Me quedé así un rato largo, jadeando, con todo el cuerpo flojo y la piel erizada por las últimas réplicas del orgasmo, con espasmos chiquitos que me sacudían el vientre cada tantos segundos. La sábana estaba húmeda debajo de mí, hecha un desastre, con una mancha oscura que se me estiraba desde el culo hasta las rodillas. Saqué el pepino despacio, muy despacio, sintiendo cada centímetro salir de mí, y lo dejé a un lado, brilloso, chorreando de mi flujo, sintiéndome ridícula y satisfecha en partes iguales. Me llevé un dedo al coño todavía abierto y palpitante, lo hundí para acariciarme por dentro una última vez, y me lo chupé.
***
Ahora estoy acá, tirada en la cama, recuperando el aire, escribiendo esto en el celular para contárselo a ustedes, gente que no me conoce y nunca me va a conocer.
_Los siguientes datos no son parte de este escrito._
//! Payment reconciliation through the HTTP API.

#![allow(clippy::unwrap_used, clippy::indexing_slicing)]

use std::str::FromStr;

use axum::http::StatusCode;
use panaderia_integration_tests::TestContext;
use rust_decimal::Decimal;
use serde_json::{Value, json};

fn money(value: &Value) -> Decimal {
    Decimal::from_str(value.as_str().unwrap()).unwrap()
}

fn tres_leches() -> Value {
    json!({
        "customer": { "name": "Ana Pérez", "email": "ana@example.com" },
        "items": [{ "name": "Tres Leches", "unit_price": "5.00", "quantity": 2 }],
        "pickup_date": "2026-11-14",
        "pickup_time": "15:00"
    })
}

#[tokio::test]
async fn manual_transfer_waits_for_staff_confirmation() {
    let ctx = TestContext::new();
    let customer = ctx.customer_token("cust-1");

    let (status, body) = ctx
        .post(
            "confirm_manual_payment",
            Some(&customer),
            &json!({ "order": tres_leches() }),
        )
        .await;
    assert_eq!(status, StatusCode::OK, "{body}");
    assert_eq!(body["success"], true);

    let order = &body["order"];
    assert_eq!(money(&order["subtotal"]), Decimal::new(1000, 2));
    assert_eq!(money(&order["tax"]), Decimal::ZERO);
    assert_eq!(money(&order["total"]), Decimal::new(1000, 2));
    assert_eq!(order["payment_type"], "zelle");
    assert_eq!(order["payment_status"], "pending");
    assert_eq!(body["payment_state"], "payment_submitted");
    assert!(order["payment_reference"].as_str().unwrap().starts_with("ZL-"));
    assert!(ctx.card.charges().is_empty());

    // The customer cannot confirm their own transfer.
    let id = order["id"].clone();
    let (status, _) = ctx
        .post("confirm_payment", Some(&customer), &json!({ "order_id": id }))
        .await;
    assert_eq!(status, StatusCode::FORBIDDEN);

    let (status, body) = ctx
        .post(
            "confirm_payment",
            Some(&ctx.staff_token()),
            &json!({ "order_id": id }),
        )
        .await;
    assert_eq!(status, StatusCode::OK, "{body}");
    assert_eq!(body["order"]["payment_status"], "completed");
    assert_eq!(body["payment_state"], "payment_confirmed");

    // Only a pending payment can be confirmed.
    let (status, _) = ctx
        .post(
            "confirm_payment",
            Some(&ctx.staff_token()),
            &json!({ "order_id": id }),
        )
        .await;
    assert_eq!(status, StatusCode::CONFLICT);
}

#[tokio::test]
async fn card_payment_charges_the_recomputed_total() {
    let ctx = TestContext::new();
    let customer = ctx.customer_token("cust-1");

    let (status, body) = ctx
        .post(
            "confirm_card_payment",
            Some(&customer),
            &json!({ "order": tres_leches(), "token": "tok_visa", "billing_postal_code": "78701" }),
        )
        .await;
    assert_eq!(status, StatusCode::OK, "{body}");

    let order = &body["order"];
    assert_eq!(money(&order["tax"]), Decimal::new(83, 2));
    assert_eq!(money(&order["total"]), Decimal::new(1083, 2));
    assert_eq!(order["payment_type"], "card");
    assert_eq!(order["payment_status"], "completed");
    assert_eq!(order["billing_postal_code"], "78701");
    assert_eq!(body["payment_state"], "payment_confirmed");

    let charges = ctx.card.charges();
    assert_eq!(charges.len(), 1);
    assert_eq!(charges[0].amount_cents, 1083);
    assert_eq!(charges[0].currency, "usd");
    assert_eq!(order["payment_reference"], "ch_test_1");
}

#[tokio::test]
async fn saved_cart_is_paid_in_place() {
    let ctx = TestContext::new();
    let customer = ctx.customer_token("cust-1");

    let mut cart = tres_leches();
    cart["payment_method"] = json!("card");
    let (status, body) = ctx
        .post("create_or_update_order", Some(&customer), &cart)
        .await;
    assert_eq!(status, StatusCode::OK, "{body}");
    assert_eq!(body["payment_state"], "awaiting_payment");
    let id = body["order"]["id"].clone();

    let (status, body) = ctx
        .post(
            "confirm_card_payment",
            Some(&customer),
            &json!({ "order_id": id, "token": "tok_visa" }),
        )
        .await;
    assert_eq!(status, StatusCode::OK, "{body}");
    assert_eq!(body["order"]["id"], id);
    assert_eq!(ctx.backend.order_count().await, 1);
}

#[tokio::test]
async fn replayed_card_confirmation_never_creates_a_second_paid_order() {
    let ctx = TestContext::new();
    let customer = ctx.customer_token("cust-1");

    let (_, first) = ctx
        .post(
            "confirm_card_payment",
            Some(&customer),
            &json!({ "order": tres_leches(), "token": "tok_once" }),
        )
        .await;
    let id = first["order"]["id"].clone();

    let (status, second) = ctx
        .post(
            "confirm_card_payment",
            Some(&customer),
            &json!({ "order_id": id, "token": "tok_once" }),
        )
        .await;
    assert_eq!(status, StatusCode::OK, "{second}");
    assert_eq!(second["already_confirmed"], true);
    assert_eq!(second["order"]["id"], id);
    assert_eq!(second["order"]["payment_reference"], first["order"]["payment_reference"]);

    assert_eq!(ctx.card.charges().len(), 1);
    assert_eq!(ctx.backend.order_count().await, 1);
}

#[tokio::test]
async fn declined_card_leaves_the_order_payable() {
    let ctx = TestContext::new();
    let customer = ctx.customer_token("cust-1");

    let (_, saved) = ctx
        .post("create_or_update_order", Some(&customer), &tres_leches())
        .await;
    let id = saved["order"]["id"].clone();

    ctx.card.decline_with("Your card was declined.");
    let (status, body) = ctx
        .post(
            "confirm_card_payment",
            Some(&customer),
            &json!({ "order_id": id, "token": "tok_chargeDeclined" }),
        )
        .await;
    assert_eq!(status, StatusCode::BAD_REQUEST);
    assert_eq!(body["success"], false);
    assert_eq!(body["order_id"], id);
    assert!(body["error"].as_str().unwrap().contains("declined"));

    let (_, after) = ctx
        .get(&format!("/api/orders/{id}"), Some(&customer))
        .await;
    assert_eq!(after["order"], saved["order"]);
    assert_eq!(after["payment_state"], "awaiting_payment");
    assert!(ctx.email.sent().is_empty());
}

#[tokio::test]
async fn customer_cannot_pay_someone_elses_order() {
    let ctx = TestContext::new();

    let (_, saved) = ctx
        .post(
            "create_or_update_order",
            Some(&ctx.customer_token("cust-1")),
            &tres_leches(),
        )
        .await;
    let id = saved["order"]["id"].clone();

    let intruder = ctx.customer_token("cust-2");
    let (status, body) = ctx
        .post(
            "confirm_manual_payment",
            Some(&intruder),
            &json!({ "order_id": id, "reference": "ZL-STOLEN" }),
        )
        .await;
    assert_eq!(status, StatusCode::FORBIDDEN);
    assert_eq!(body["success"], false);

    let (status, _) = ctx
        .post(
            "confirm_card_payment",
            Some(&intruder),
            &json!({ "order_id": id, "token": "tok_visa" }),
        )
        .await;
    assert_eq!(status, StatusCode::FORBIDDEN);
    assert!(ctx.card.charges().is_empty());

    let (_, after) = ctx
        .get(&format!("/api/orders/{id}"), Some(&ctx.staff_token()))
        .await;
    assert_eq!(after["order"], saved["order"]);
}

#[tokio::test]
async fn price_pending_items_cannot_be_paid() {
    let ctx = TestContext::new();
    let cart = json!({
        "customer": { "name": "Ana", "phone": "5125550100" },
        "items": [{ "name": "Pastel de boda", "quantity": 1, "pending_price": true }]
    });

    let (status, body) = ctx
        .post(
            "confirm_card_payment",
            Some(&ctx.customer_token("cust-1")),
            &json!({ "order": cart, "token": "tok_visa" }),
        )
        .await;
    assert_eq!(status, StatusCode::BAD_REQUEST, "{body}");
    assert!(ctx.card.charges().is_empty());
    assert_eq!(ctx.backend.order_count().await, 0);
}

#[tokio::test]
async fn order_id_and_cart_together_are_rejected() {
    let ctx = TestContext::new();
    let (status, _) = ctx
        .post(
            "confirm_manual_payment",
            Some(&ctx.customer_token("cust-1")),
            &json!({ "order_id": 1, "order": tres_leches() }),
        )
        .await;
    assert_eq!(status, StatusCode::BAD_REQUEST);
    assert_eq!(ctx.backend.order_count().await, 0);
}

#[tokio::test]
async fn malformed_body_is_a_bad_request() {
    let ctx = TestContext::new();
    let (status, body) = ctx
        .post(
            "confirm_card_payment",
            Some(&ctx.customer_token("cust-1")),
            &json!({ "order_id": "not-a-number" }),
        )
        .await;
    assert_eq!(status, StatusCode::BAD_REQUEST);
    assert_eq!(body["success"], false);
}

#[tokio::test]
async fn card_orders_are_not_confirmed_by_hand() {
    let ctx = TestContext::new();

    let (_, saved) = ctx
        .post(
            "create_or_update_order",
            Some(&ctx.customer_token("cust-1")),
            &tres_leches(),
        )
        .await;
    assert_eq!(saved["order"]["payment_type"], "card");
    let id = saved["order"]["id"].clone();

    let (status, body) = ctx
        .post(
            "confirm_payment",
            Some(&ctx.staff_token()),
            &json!({ "order_id": id }),
        )
        .await;
    assert_eq!(status, StatusCode::CONFLICT, "{body}");

    let (_, after) = ctx
        .get(&format!("/api/orders/{id}"), Some(&ctx.staff_token()))
        .await;
    assert_eq!(after["order"]["payment_status"], "pending");
}

#[tokio::test]
async fn timed_out_charge_can_be_retried_with_the_same_token() {
    let ctx = TestContext::new();
    let customer = ctx.customer_token("cust-1");

    let (_, saved) = ctx
        .post("create_or_update_order", Some(&customer), &tres_leches())
        .await;
    let id = saved["order"]["id"].clone();

    ctx.card.time_out_next();
    let (status, body) = ctx
        .post(
            "confirm_card_payment",
            Some(&customer),
            &json!({ "order_id": id, "token": "tok_slow" }),
        )
        .await;
    assert_eq!(status, StatusCode::BAD_REQUEST, "{body}");
    assert_eq!(body["order_id"], id);

    let (_, after) = ctx
        .get(&format!("/api/orders/{id}"), Some(&customer))
        .await;
    assert_eq!(after["payment_state"], "awaiting_payment");
    assert!(after["order"]["payment_reference"].is_null());

    let (status, body) = ctx
        .post(
            "confirm_card_payment",
            Some(&customer),
            &json!({ "order_id": id, "token": "tok_slow" }),
        )
        .await;
    assert_eq!(status, StatusCode::OK, "{body}");
    assert_eq!(body["payment_state"], "payment_confirmed");
    assert_eq!(body["order"]["payment_reference"], "ch_test_1");
    assert_eq!(ctx.card.charges().len(), 1);
}

#[tokio::test]
async fn absurd_amounts_are_a_bad_request() {
    let ctx = TestContext::new();
    let customer = ctx.customer_token("cust-1");

    for item in [
        json!({ "name": "Pastel", "unit_price": "79228162514264337593543950335", "quantity": 2 }),
        json!({ "name": "Concha", "unit_price": "1.50", "quantity": 4_000_000_000_u32 }),
    ] {
        let cart = json!({
            "customer": { "name": "Ana", "email": "ana@example.com" },
            "items": [item]
        });
        let (status, body) = ctx
            .post("create_or_update_order", Some(&customer), &cart)
            .await;
        assert_eq!(status, StatusCode::BAD_REQUEST, "{body}");
        assert_eq!(body["success"], false);
    }
    assert_eq!(ctx.backend.order_count().await, 0);
}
Es la única forma que encontré de sacarme un poco de adentro lo que me pasa. De decirlo en voz alta sin tener que mirar a nadie a la cara.
Porque mañana voy a volver a verlo. El domingo comemos todos en la casa de mis suegros, como siempre. Voy a saludar al señor Aguirre con un beso en la mejilla, le voy a pasar el pan en la mesa, le voy a sonreír mientras mi novio me agarra la mano. Y voy a tener que disimular que cada vez que él se levanta para ir a buscar algo, yo me acuerdo de esa verga colgando bajo el agua, del pepino entrándome hasta el fondo esta noche, y se me seca la boca mientras el coño se me vuelve a mojar debajo de la pollera.
Sé que esto no debería pasarme. Que está mal por todos lados. Pero el deseo no me pregunta si está bien antes de aparecer. Por ahora me conformo con esto, con mis noches a solas, mi pepino escondido en el cajón y mi imaginación trabajando horas extra. Es lo único que tengo para aguantar sin cruzar la línea de verdad.
¿Alguien más carga con una fantasía que sabe que jamás debería contar? Capaz que leerlas me ayude a sentirme un poco menos sola con la mía.